Task instructions
Would you copy each line of the records that includes the word "actual"?

Extracted data
=======
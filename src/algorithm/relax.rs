use crate::graph::CsrGraph;

/// Mutable state shared across one whole shortest-path run.
///
/// `dist` is monotonically non-increasing over time and bounded below by the
/// true shortest distance; `pred` is written only on strict improvements, so
/// a finite entry always names the last edge of some witnessed path.
#[derive(Debug)]
pub struct SearchState {
    pub dist: Vec<f64>,
    pub pred: Option<Vec<i64>>,
}

impl SearchState {
    /// Fresh state for a run from `source`: every distance infinite except
    /// the source at zero, predecessors all `-1` when tracked.
    pub fn new(n: usize, source: usize, track_predecessors: bool) -> Self {
        let mut dist = vec![f64::INFINITY; n];
        dist[source] = 0.0;
        let pred = track_predecessors.then(|| vec![-1i64; n]);
        SearchState { dist, pred }
    }

    fn set_pred(&mut self, v: usize, u: usize) {
        if let Some(pred) = self.pred.as_mut() {
            pred[v] = u as i64;
        }
    }
}

/// Walks the out-edges of `u` and tightens `state` where a shorter path
/// appears.
///
/// Edges whose candidate distance reaches `bound` are skipped when a bound
/// is given. The visitor runs for every strict improvement; with `eq_ok` it
/// also runs when the candidate merely matches the current distance, so a
/// vertex already at its final distance can still be handed to the caller
/// for re-classification. Distance and predecessor are never written on an
/// equal candidate.
pub fn relax_out_edges<F>(
    graph: &CsrGraph,
    u: usize,
    state: &mut SearchState,
    eq_ok: bool,
    bound: Option<f64>,
    mut visit: F,
) where
    F: FnMut(usize, f64),
{
    let du = state.dist[u];
    if du.is_infinite() {
        return;
    }
    for (v, w) in graph.out_edges(u) {
        let nd = du + w;
        if let Some(b) = bound {
            if nd >= b {
                continue;
            }
        }
        if nd < state.dist[v] {
            state.dist[v] = nd;
            state.set_pred(v, u);
            visit(v, nd);
        } else if eq_ok && nd == state.dist[v] {
            visit(v, nd);
        }
    }
}
use bmssp::graph::{AdjEntry, EdgeSpec, GraphInput};
use bmssp::{shortest_paths, BmsspSolver, CsrGraph, Dijkstra, ShortestPathAlgorithm, SolveOptions};

const EPS: f64 = 1e-12;

fn edge_list(n: usize, edges: &[(usize, usize, f64)]) -> CsrGraph {
    GraphInput::EdgeList {
        n,
        edges: edges
            .iter()
            .map(|&(u, v, w)| EdgeSpec { u, v, w })
            .collect(),
        directed: true,
    }
    .build()
    .unwrap()
}

fn assert_dist(actual: &[f64], expected: &[f64]) {
    assert_eq!(actual.len(), expected.len());
    for (v, (&a, &e)) in actual.iter().zip(expected).enumerate() {
        if e.is_infinite() {
            assert!(a.is_infinite(), "vertex {} should be unreachable, got {}", v, a);
        } else {
            assert!((a - e).abs() <= EPS, "vertex {}: {} != {}", v, a, e);
        }
    }
}

fn solve(graph: &CsrGraph, source: usize) -> Vec<f64> {
    shortest_paths(graph, &SolveOptions::new(source)).unwrap().dist
}

#[test]
fn test_diamond_graph() {
    let g = edge_list(4, &[(0, 1, 2.0), (0, 3, 1.0), (1, 2, 1.0), (3, 2, 5.0)]);
    assert_dist(&solve(&g, 0), &[0.0, 2.0, 3.0, 1.0]);
}

#[test]
fn test_two_route_graph() {
    let g = edge_list(
        6,
        &[
            (0, 1, 2.0),
            (0, 2, 3.0),
            (1, 3, 2.0),
            (2, 3, 2.0),
            (3, 4, 1.0),
            (1, 5, 10.0),
        ],
    );
    assert_dist(&solve(&g, 0), &[0.0, 2.0, 3.0, 4.0, 5.0, 12.0]);
}

#[test]
fn test_layered_graph() {
    let g = edge_list(
        10,
        &[
            (0, 1, 4.0),
            (0, 2, 3.0),
            (1, 3, 2.0),
            (1, 4, 7.0),
            (2, 3, 5.0),
            (2, 5, 8.0),
            (3, 6, 6.0),
            (4, 6, 1.0),
            (5, 7, 2.0),
            (6, 8, 3.0),
            (7, 8, 4.0),
            (8, 9, 5.0),
        ],
    );
    assert_dist(
        &solve(&g, 0),
        &[0.0, 4.0, 3.0, 6.0, 11.0, 11.0, 12.0, 13.0, 15.0, 20.0],
    );
}

#[test]
fn test_path_graph() {
    let g = edge_list(3, &[(0, 1, 1.0), (1, 2, 2.0)]);
    assert_dist(&solve(&g, 0), &[0.0, 1.0, 3.0]);
}

#[test]
fn test_disconnected_graph() {
    let g = edge_list(4, &[(0, 1, 1.0)]);
    let result = shortest_paths(&g, &SolveOptions::new(0).with_predecessors()).unwrap();
    assert_dist(&result.dist, &[0.0, 1.0, f64::INFINITY, f64::INFINITY]);

    let pred = result.pred.unwrap();
    assert_eq!(pred[0], -1);
    assert_eq!(pred[1], 0);
    // Unreachable vertices keep the sentinel.
    assert_eq!(pred[2], -1);
    assert_eq!(pred[3], -1);
}

#[test]
fn test_zero_weight_self_loop() {
    let g = GraphInput::AdjacencyList {
        n: 4,
        adj: vec![
            vec![AdjEntry { v: 1, w: 2.0 }, AdjEntry { v: 3, w: 1.0 }],
            vec![AdjEntry { v: 2, w: 1.0 }],
            vec![AdjEntry { v: 2, w: 0.0 }],
            vec![AdjEntry { v: 2, w: 5.0 }],
        ],
        directed: true,
    }
    .build()
    .unwrap();
    assert_dist(&solve(&g, 0), &[0.0, 2.0, 3.0, 1.0]);
}

#[test]
fn test_source_is_zero_with_no_predecessor() {
    let g = edge_list(4, &[(0, 1, 2.0), (1, 2, 2.0), (2, 3, 2.0)]);
    let result = shortest_paths(&g, &SolveOptions::new(0).with_predecessors()).unwrap();
    assert_eq!(result.dist[0], 0.0);
    assert_eq!(result.pred.unwrap()[0], -1);
}

#[test]
fn test_predecessors_close_the_path() {
    let g = edge_list(
        6,
        &[
            (0, 1, 2.0),
            (0, 2, 3.0),
            (1, 3, 2.0),
            (2, 3, 2.0),
            (3, 4, 1.0),
            (1, 5, 10.0),
        ],
    );
    let result = shortest_paths(&g, &SolveOptions::new(0).with_predecessors()).unwrap();
    let pred = result.pred.unwrap();

    for v in 0..g.vertex_count() {
        if v == 0 || result.dist[v].is_infinite() {
            continue;
        }
        let p = pred[v];
        assert!(p >= 0, "vertex {} has no predecessor", v);
        let p = p as usize;
        let closes = g
            .out_edges(p)
            .any(|(to, w)| to == v && (result.dist[p] + w - result.dist[v]).abs() <= EPS);
        assert!(closes, "edge {} -> {} does not close the distance", p, v);
    }
}

#[test]
fn test_both_solvers_agree_on_scenarios() {
    let graphs = vec![
        edge_list(4, &[(0, 1, 2.0), (0, 3, 1.0), (1, 2, 1.0), (3, 2, 5.0)]),
        edge_list(3, &[(0, 1, 1.0), (1, 2, 2.0)]),
        edge_list(4, &[(0, 1, 1.0)]),
    ];
    for g in &graphs {
        let options = SolveOptions::new(0);
        let fast = BmsspSolver::new().solve(g, &options).unwrap();
        let oracle = Dijkstra::new().solve(g, &options).unwrap();
        assert_dist(&fast.dist, &oracle.dist);
    }
}

#[test]
fn test_source_out_of_range_is_rejected() {
    let g = edge_list(3, &[(0, 1, 1.0)]);
    assert!(shortest_paths(&g, &SolveOptions::new(3)).is_err());
    assert!(shortest_paths(&g, &SolveOptions::new(usize::MAX)).is_err());
}
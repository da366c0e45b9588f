/// A directed graph in compressed sparse row layout.
///
/// The out-edges of vertex `u` occupy the index range
/// `row_ptr[u]..row_ptr[u + 1]` in `cols` and `weights`. The builder
/// establishes the layout invariants (`row_ptr[0] == 0`,
/// `row_ptr[n] == m`, non-decreasing pointers, endpoints in range, finite
/// non-negative weights); the algorithms assume them without re-checking.
#[derive(Debug, Clone)]
pub struct CsrGraph {
    vertex_count: usize,
    directed: bool,
    row_ptr: Vec<usize>,
    cols: Vec<usize>,
    weights: Vec<f64>,
}

impl CsrGraph {
    pub(crate) fn from_parts(
        vertex_count: usize,
        directed: bool,
        row_ptr: Vec<usize>,
        cols: Vec<usize>,
        weights: Vec<f64>,
    ) -> Self {
        debug_assert_eq!(row_ptr.len(), vertex_count + 1);
        debug_assert_eq!(cols.len(), weights.len());
        debug_assert_eq!(row_ptr.last().copied().unwrap_or(0), cols.len());
        CsrGraph {
            vertex_count,
            directed,
            row_ptr,
            cols,
            weights,
        }
    }

    /// Returns the number of vertices in the graph
    pub fn vertex_count(&self) -> usize {
        self.vertex_count
    }

    /// Returns the number of stored edges (reciprocal edges counted twice)
    pub fn edge_count(&self) -> usize {
        self.cols.len()
    }

    /// Returns true if the graph was built as directed
    pub fn is_directed(&self) -> bool {
        self.directed
    }

    /// Returns true if the vertex exists in the graph
    pub fn has_vertex(&self, vertex: usize) -> bool {
        vertex < self.vertex_count
    }

    /// Returns the out-degree of a vertex
    pub fn out_degree(&self, vertex: usize) -> usize {
        self.row_ptr[vertex + 1] - self.row_ptr[vertex]
    }

    /// Returns an iterator over the `(target, weight)` out-edges of a vertex
    pub fn out_edges(&self, vertex: usize) -> impl Iterator<Item = (usize, f64)> + '_ {
        let lo = self.row_ptr[vertex];
        let hi = self.row_ptr[vertex + 1];
        self.cols[lo..hi]
            .iter()
            .copied()
            .zip(self.weights[lo..hi].iter().copied())
    }
}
=======
Finished task
fn assert_dist(actual: &[f64], expected: &[f64]) {
    assert_eq!(actual.len(), expected.len());
    for (v, (&a, &e)) in actual.iter().zip(expected).enumerate() {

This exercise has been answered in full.